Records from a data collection
═══

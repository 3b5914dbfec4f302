use std::io::{
	Read,
	Write
};

#[cfg(feature = "import")]
use super::codec::ChunkReader;
#[cfg(feature = "export")]
use super::codec::ChunkWriter;
#[cfg(feature = "import")]
use super::{
	registry::Registry,
	ChunkError,
	ReadCfg
};

use super::{
	chunk::{
		children_size,
		Chunk,
		Record
	},
	codec::Header,
	Result
};

/// Branching record: a tag and an ordered list of children, nothing else.
///
/// Used for the main, editor and triangle mesh chunks.
#[derive(Clone, Debug, PartialEq)]
pub struct Container {
	pub tag: u16,
	pub children: Vec<Chunk>,
}

impl Container {
	pub fn new(tag: u16) -> Self {
		Self {
			tag: tag,
			children: vec![],
		}
	}

	pub fn with_children(tag: u16, children: Vec<Chunk>) -> Self {
		Self {
			tag: tag,
			children: children,
		}
	}

	pub fn push(&mut self, chunk: Chunk) {
		self.children.push(chunk);
	}

	/// First child with the given tag
	pub fn first(&self, tag: u16) -> Option<&Chunk> {
		self.children.iter().find(|c| c.tag() == tag)
	}

	pub fn first_mut(&mut self, tag: u16) -> Option<&mut Chunk> {
		self.children.iter_mut().find(|c| c.tag() == tag)
	}

	/// All children with the given tag, in file order
	pub fn by_tag(&self, tag: u16) -> Vec<&Chunk> {
		self.children.iter().filter(|c| c.tag() == tag).collect()
	}
}

impl Record for Container {
	fn tag(&self) -> u16 {
		self.tag
	}

	fn payload_size(&self) -> u64 {
		children_size(&self.children)
	}

	#[cfg(feature = "import")]
	fn read_payload<R>(&mut self, dec: &mut Decoder<'_, R>, header: &Header) -> Result<()>
	where
		R: Read,
	{
		self.children = dec.read_children(header, |_| None)?;
		Ok(())
	}

	#[cfg(feature = "export")]
	fn write_payload<W>(&self, w: &mut ChunkWriter<W>) -> Result<()>
	where
		W: Write,
	{
		super::chunk::write_children(&self.children, w)
	}
}

/// Decoding state shared by every record while a tree is read
#[cfg(feature = "import")]
pub struct Decoder<'a, R> {
	pub reader: ChunkReader<R>,
	pub registry: &'a Registry,
	pub cfg: &'a ReadCfg,
	depth: usize,
}

#[cfg(feature = "import")]
impl<'a, R> Decoder<'a, R>
where
	R: Read,
{
	pub fn new(reader: R, registry: &'a Registry, cfg: &'a ReadCfg) -> Self {
		Self {
			reader: ChunkReader::new(reader),
			registry: registry,
			cfg: cfg,
			depth: 0,
		}
	}

	/// Reads one complete record.
	///
	/// `resolve` lets the enclosing record claim tags whose meaning depends on
	/// it; anything it returns `None` for goes through the registry. Returns
	/// `None` if the stream ends before a full header could be read.
	pub fn read_one<F>(&mut self, resolve: F) -> Result<Option<Chunk>>
	where
		F: FnOnce(u16) -> Option<Chunk>,
	{
		let tag = self.reader.read_u16()?;
		if self.reader.at_eof() {
			return Ok(None);
		}

		let header = match Header::read(&mut self.reader, tag)? {
			Some(header) => header,
			None => return Ok(None),
		};

		let registry = self.registry;
		let mut chunk = resolve(tag).unwrap_or_else(|| registry.resolve(tag));
		chunk.read(self, &header)?;
		self.check_bounds(&header)?;

		Ok(Some(chunk))
	}

	/// Reads records until the end of `parent` or of the stream.
	///
	/// Unknown records are consumed and dropped. Running out of input is not
	/// an error: whatever was read so far is returned.
	pub fn read_children<F>(&mut self, parent: &Header, mut resolve: F) -> Result<Vec<Chunk>>
	where
		F: FnMut(u16) -> Option<Chunk>,
	{
		if self.depth >= self.cfg.max_depth {
			return Err(ChunkError::NestingTooDeep(self.cfg.max_depth));
		}
		self.depth += 1;

		let mut children = vec![];
		while !self.reader.at_eof() && self.reader.position() < parent.end {
			match self.read_one(&mut resolve)? {
				Some(Chunk::Unknown(_)) => (),
				Some(chunk) => children.push(chunk),
				None => break,
			}
		}

		if self.reader.at_eof() && self.reader.position() < parent.end {
			log::warn!("stream ended inside chunk {:#06x} at {}, expected {} more bytes", parent.tag,
				self.reader.position(), parent.end - self.reader.position());
		}

		self.depth -= 1;
		Ok(children)
	}

	/// Verifies that a record consumed exactly its declared length
	pub fn check_bounds(&self, header: &Header) -> Result<()> {
		let position = self.reader.position();
		if self.reader.at_eof() || position == header.end {
			return Ok(());
		}

		if self.cfg.strict_bounds {
			return Err(ChunkError::TruncatedOrOverrunRecord {
				tag: header.tag,
				end: header.end,
				position: position,
			});
		}

		log::warn!("chunk {:#06x} declared end {} but the stream is at {}", header.tag, header.end,
			position);
		Ok(())
	}
}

═══

**What is required:**
Go line by line through the records above and copy each one containing "Decoder".

**Response below:**
	fn read_payload<R>(&mut self, dec: &mut Decoder<'_, R>, header: &Header) -> Result<()>
pub struct Decoder<'a, R> {
impl<'a, R> Decoder<'a, R>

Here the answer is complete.